«¡Arena banca y cororá, a perrilla la lata! ¡Arena banca y cororá, a perrilla la lata!». Esa cantinela era la voz de «Juanillo Larena», que recorría la aldea portando dos capazos de esparto, uno en cada brazo, llenos de arena fina, la una colorada y la otra blanca; al cuello, colgado, un jarrito de metal, que era la medida, cuyo importe era 5 céntimos de peseta, la clásica perra chica.

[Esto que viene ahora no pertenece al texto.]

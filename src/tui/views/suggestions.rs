//! Investment suggestions view
//!
//! Renders the current suggestion list as numbered entries. The list is
//! replaced wholesale on every recomputation, so this view never mutates it.

use ratatui::{
    layout::Rect,
    style::{Color, Modifier, Style},
    text::{Line, Span},
    widgets::{Block, Borders, Paragraph},
    Frame,
};

use crate::tui::app::App;

/// Render the suggestion panel
pub fn render(frame: &mut Frame, app: &App, area: Rect) {
    let block = Block::default()
        .title(" Investment Suggestions ")
        .title_style(
            Style::default()
                .fg(Color::Cyan)
                .add_modifier(Modifier::BOLD),
        )
        .borders(Borders::ALL)
        .border_style(Style::default().fg(Color::DarkGray));

    if app.suggestions.is_empty() {
        let text = Paragraph::new("No suggestions. Grow your savings and set a goal.")
            .block(block)
            .style(Style::default().fg(Color::DarkGray));
        frame.render_widget(text, area);
        return;
    }

    let lines: Vec<Line> = app
        .suggestions
        .iter()
        .enumerate()
        .map(|(index, suggestion)| {
            Line::from(vec![
                Span::styled(
                    format!("{}. ", index + 1),
                    Style::default().fg(Color::Yellow),
                ),
                Span::styled(
                    suggestion.category,
                    Style::default()
                        .fg(Color::Green)
                        .add_modifier(Modifier::BOLD),
                ),
                Span::raw(": "),
                Span::raw(suggestion.rationale),
            ])
        })
        .collect();

    frame.render_widget(
        Paragraph::new(lines)
            .block(block)
            .wrap(ratatui::widgets::Wrap { trim: true }),
        area,
    );
}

Aquella arena servía para limpiar los fogones, la blanca; y para el cobre, la colorada. Las mujeres salian de sus casas con un cacharro para que se lo llenara Juanillo, con su arena. Antes de acostarse y con la placa aún caliente, se frotaba con todas su fuerza la superficie con la piedra pómez, arena y zumo de limón, aclaraban y, después de secarla bien, se le untaba de aceite. Al entrar en la cocina al día siguiente, la verdad es que daba pena tener que mancharla, pero no había más remedio, asi que por el troje metían virutas, trozos de ramas secas y el carbón; ya hecho ascua se le agregaban tacos de madera. Sobre la placa se ponía una gran olla llena de agua y la sartén o perola con las viandas para que estuvieran listas a las 13 horas, que volvían los hombres del campo a comer aquella comida hecha con tanto primor y cociendo lentamente. ¡Qué ricos estaban, tanto las patatas guisadas viudas, los potajes de cardillos o las sopas de fideos gordos! Te dabas una panzada a comer, un buen trago de agua del botijo y te quedabas como el «kiko».
Juanillo Larena era el «tontito» del pueblo, y los demás niños, con esa maldad que da la ignorancia, se reían de él y a veces le tiraban la arena y le robaban las perrillas. El pobre Juanillo llegaba a su casa lleno de lágrimas, arena y orines, pues al ver a los desharrapados venir hacia él, asustado, se hacia pipí en el pantalón.
¡Pobrecito infeliz y que mala muerte tuvo, cayendo a una tinaja de cal viva, al resbalarse su alpargata! Lo encontraron, luego de estar buscándolo 3 días, flotando encima de la cal, blanquecino y como cocido.